The changing symbolism of Dimmesdale’s hand over the heart


“But still methinks it must needs be better for the sufferer to be free to show his pain, as this poor woman Hester is, than to cover it all up in his heart.”


            There are many recurring symbols in the Scarlet Letter, first and foremost the letter of ignominy itself.  Directly related to the letter itself as a symbol is the constant action of one mister Arthur Dimmesdale.  Whenever he is faced with an uncomfortable position, or a reference to Hester’s sin, he covers his chest with his hand.  He does so to cover the letter, whether tangible or imaginary, that he wears on his chest.  It is because he both physically with his hand and with his silence covers up his sin that he eventually perishes.  “No man, for any considerable period, can wear one face to himself, and another to the multitude, without finally getting bewildered as to which may be the true.” Using three separate episodes the topic of Dimmesdale’s hand over the heart motif will be traced, leading up to the final scene where all is revealed and he perishes.  These scenes will each add to the dramatization of the theme that hidden sin is the most harmful to one’s self. 

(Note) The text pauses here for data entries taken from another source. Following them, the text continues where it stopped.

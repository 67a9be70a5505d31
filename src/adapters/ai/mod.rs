//! AI Provider Adapters.
//!
//! Implementations of the AIProvider port.
//!
//! ## Available Adapters
//!
//! - `GeminiProvider` - Google Gemini models via the Generative Language API
//! - `MockAIProvider` - Configurable mock for testing

mod gemini_provider;
mod mock_provider;

pub use gemini_provider::{GeminiConfig, GeminiProvider, DEFAULT_BASE_URL, DEFAULT_MODEL};
pub use mock_provider::{MockAIProvider, MockError, MockResponse};
//! Chat command handlers and the session router they drive.

mod clear_session;
mod router;
mod send_message;

pub use clear_session::{ClearSessionCommand, ClearSessionHandler, ClearSessionResult};
pub use router::SessionRouter;
pub use send_message::{SendMessageCommand, SendMessageHandler, SendMessageResult};
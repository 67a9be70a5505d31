//! Application handlers.
//!
//! Command handlers that orchestrate domain operations.

pub mod chat;

pub use chat::{
    ClearSessionCommand, ClearSessionHandler, ClearSessionResult, SendMessageCommand,
    SendMessageHandler, SendMessageResult, SessionRouter,
};
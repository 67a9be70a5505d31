//! Application configuration module
//!
//! This module provides type-safe configuration loading from environment variables
//! using the `config` and `dotenvy` crates. Configuration is loaded with the
//! `CHAT_RELAY` prefix and nested values use double underscores as separators.
//!
//! # Example
//!
//! ```no_run
//! use chat_relay::config::AppConfig;
//!
//! let config = AppConfig::load().expect("Failed to load configuration");
//! config.validate().expect("Invalid configuration");
//!
//! println!("Server running on {}", config.server.port);
//! ```

mod ai;
mod error;
mod server;
mod sessions;

pub use ai::AiConfig;
pub use error::{ConfigError, ValidationError};
pub use server::{Environment, LogFormat, ServerConfig};
pub use sessions::SessionsConfig;

use secrecy::Secret;
use serde::Deserialize;

/// Unprefixed variable consulted when `CHAT_RELAY__AI__GEMINI_API_KEY` is unset.
pub const GEMINI_API_KEY_VAR: &str = "GEMINI_API_KEY";

/// Root application configuration
///
/// Every section has defaults, so an empty environment loads successfully.
#[derive(Debug, Clone, Default, Deserialize)]
pub struct AppConfig {
    /// Server configuration (bind address, logging, front-end page)
    #[serde(default)]
    pub server: ServerConfig,

    /// Gemini provider configuration
    #[serde(default)]
    pub ai: AiConfig,

    /// Session lifecycle configuration
    #[serde(default)]
    pub sessions: SessionsConfig,
}

impl AppConfig {
    /// Load configuration from environment variables
    ///
    /// This function:
    /// 1. Loads `.env` file if present (for development)
    /// 2. Reads environment variables with `CHAT_RELAY` prefix
    /// 3. Uses `__` (double underscore) to separate nested values
    /// 4. Falls back to `GEMINI_API_KEY` for the API key
    ///
    /// # Environment Variable Format
    ///
    /// - `CHAT_RELAY__SERVER__PORT=8080` -> `server.port = 8080`
    /// - `CHAT_RELAY__AI__MODEL=gemini-2.0-flash` -> `ai.model = ...`
    ///
    /// # Errors
    ///
    /// Returns `ConfigError` if values cannot be parsed into expected types.
    pub fn load() -> Result<Self, ConfigError> {
        // Load .env file if present (development)
        dotenvy::dotenv().ok();

        let mut config: AppConfig = config::Config::builder()
            .add_source(
                config::Environment::default()
                    .prefix("CHAT_RELAY")
                    .separator("__"),
            )
            .build()?
            .try_deserialize()?;

        if config.ai.gemini_api_key.is_none() {
            config.ai.gemini_api_key = std::env::var(GEMINI_API_KEY_VAR).ok().map(Secret::new);
        }

        Ok(config)
    }

    /// Validate all configuration values
    ///
    /// # Errors
    ///
    /// Returns `ValidationError` if any configuration value is invalid.
    pub fn validate(&self) -> Result<(), ValidationError> {
        self.server.validate()?;
        self.ai.validate()?;
        self.sessions.validate()?;
        Ok(())
    }
}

            The first instance of Dimmesdale placing his hand over his heart was in the opening scaffold scene where he is forced to interrogate Hester.  Her letter shines brightly and openly, while Dimmesdale scrambles to conceal the one which he fears will present itself.  As the novel progresses the scaffold scenes evince the changing nature of not only Dimmesdale, but the symbol of the hand over the heart.  Therefore, the first scaffold scene is evidence to his pure cowardice. “‘She will not speak!’ murmured Mr. Dimmesdale, who, leaning over the balcony, with his hand upon his heart, had awaited the result of his appeal. He now drew back, with a long respiration. ‘Wondrous strength and generosity of a woman's heart! She will not speak!’” Generous is right you apostate!  Dimmesdale in later instances, i.e. the governor’s mansion, also evidences his cowardice.  In fact it is not until the forest scene that the minister regains some of his dignity.  In the final scaffold scene he tears open his shirt and reveals the mark of his breast. By revealing his sin to the world he escapes the wrath of the maniacal Roger Chillingworth. “Thou hast escaped me; thou hast escaped me.”

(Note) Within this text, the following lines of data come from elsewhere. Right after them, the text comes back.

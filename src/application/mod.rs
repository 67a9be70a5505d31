//! Application layer - Commands, Handlers, and background services.
//!
//! This layer orchestrates domain operations and coordinates between ports.

pub mod handlers;
pub mod idle_session_sweeper;

pub use handlers::{
    ClearSessionCommand, ClearSessionHandler, ClearSessionResult, SendMessageCommand,
    SendMessageHandler, SendMessageResult, SessionRouter,
};
pub use idle_session_sweeper::{IdleSessionSweeper, IdleSessionSweeperConfig};
//! Timestamp value object for immutable points in time.

use chrono::{DateTime, TimeDelta, Utc};
use serde::{Deserialize, Serialize};

/// Immutable point in time, always UTC.
#[derive(Debug, Clone, Copy, PartialEq, Eq, PartialOrd, Ord, Serialize, Deserialize)]
#[serde(transparent)]
pub struct Timestamp(DateTime<Utc>);

impl Timestamp {
    /// Creates a timestamp for the current moment.
    pub fn now() -> Self {
        Self(Utc::now())
    }

    /// Checks if this timestamp is before another.
    pub fn is_before(&self, other: &Timestamp) -> bool {
        self.0 < other.0
    }

    /// Creates a new timestamp by adding the specified number of seconds.
    ///
    /// Saturates at the latest representable time.
    pub fn plus_secs(&self, secs: u64) -> Self {
        let shifted = Self::delta(secs).and_then(|d| self.0.checked_add_signed(d));
        Self(shifted.unwrap_or(DateTime::<Utc>::MAX_UTC))
    }

    /// Creates a new timestamp by subtracting the specified number of seconds.
    ///
    /// Saturates at the earliest representable time.
    pub fn minus_secs(&self, secs: u64) -> Self {
        let shifted = Self::delta(secs).and_then(|d| self.0.checked_sub_signed(d));
        Self(shifted.unwrap_or(DateTime::<Utc>::MIN_UTC))
    }

    fn delta(secs: u64) -> Option<TimeDelta> {
        i64::try_from(secs).ok().and_then(TimeDelta::try_seconds)
    }
}

impl Default for Timestamp {
    fn default() -> Self {
        Self::now()
    }
}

            To view Dimmesdale’s hand over the heart without employing Chillingworth is like Hannibal crossing the Alps on tortoises.  It’s just not the same!  Roger Chillingworth is one of the very reasons that Dimmesdale conceals his letter for so long, and is furthermore the reason for his inordinate suffering. “That old man's revenge has been blacker than my sin. He has violated, in cold blood, the sanctity of a human heart. Thou and I, Hester, never did so!” Indeed Dimmesdale’s heart was violated, and every encounter with Chillingworth evidences the violation by means of the hand over the heart.  It is a knee-jerk reaction, but a reaction which is more telling than Dimmesdale would like to believe.  Every time he covers his breast, his true letter is indeed nearly exposed. Having just come from the forest Dimmesdale ruminates upon his entire life, and fears that he will be adversely affected by anger or be forced into an untimely confession.  “It was old Roger Chillingworth that entered. The minister stood, white and speechless, with one hand on the Hebrew Scriptures, and the other spread upon his breast.” The scriptures and the “letter” on his breast are perfectly antithesized in that the letter is in fact the direct antithesis of the scripture.  Society, however, is unable to make the connection between the letter and Dimmesdale’s nervous arm movement.  Pearl , the bastard bastion of truth, observes the “letter” – that is to say the guilt associated with it –  all to clearly.

            “Dost thou know, child, wherefore thy mother wears this letter?”

“Truly do I!” answered Pearl , looking brightly into her mother's face. “It is for the same reason that the minister keeps his hand over his heart!” Oh, Pearl , so quick you are to point out the world’s shortcomings.  You alone knew the true reason for the good ministers hand over his heart, without truly knowing what the sin was… (Enough of the apostrophe, back to the paper…) Pearl , knowing full well and good the link between her mother’s letter and the hand over heart, was unaware the full ramifications of the sin.  She knew not what so great a sin the love that her parents shared was, for she was begot, a paragon of virtue and truth.  In truth, she doesn’t know what the letter means, inasmuch as she cannot understand why her mother is considered a sinner as opposed to the other hypocrites who walk the street.  Pearl refuses to love the minister because he is untrue, and she feels he is thus unworthy of her love.  Only at the end of the novel when he removes his hand and garment from the letter does she grant him affection.

In the end Dimmesdale has transformed himself from a coward back into a man.  The struggle however has been to great, and the sin too long concealed.  Though he regained his energy it would be short lived. “It was the observation of those who beheld him now, that never, since Mr. Dimmesdale first set his foot on the New England shore, had he exhibited such energy as was seen in the gait and air with which he kept his pace in the procession. There was no feebleness of step, as at other times; his frame was not bent; nor did his hand rest ominously upon his heart.”  Indeed in the end there is no need for him to conceal his sin and ignominy, for he has come to recognize that the concealment of it was the source of his torment.  “With a convulsive motion he tore away the ministerial band from before his breast. It was revealed! But it were irreverent to describe that revelation. For an instant the gaze of the horror-stricken multitude was concentrated on the ghastly miracle; while the minister stood with a flush of triumph in his face, as one who, in the crisis of acutest pain, had won a victory. Then, down he sank upon the scaffold!”  With the “letter” having been revealed, there is no more life left in the minister and he perishes at the hand of himself and his enemy.  He died, yes, but he died without his hand covering his heart.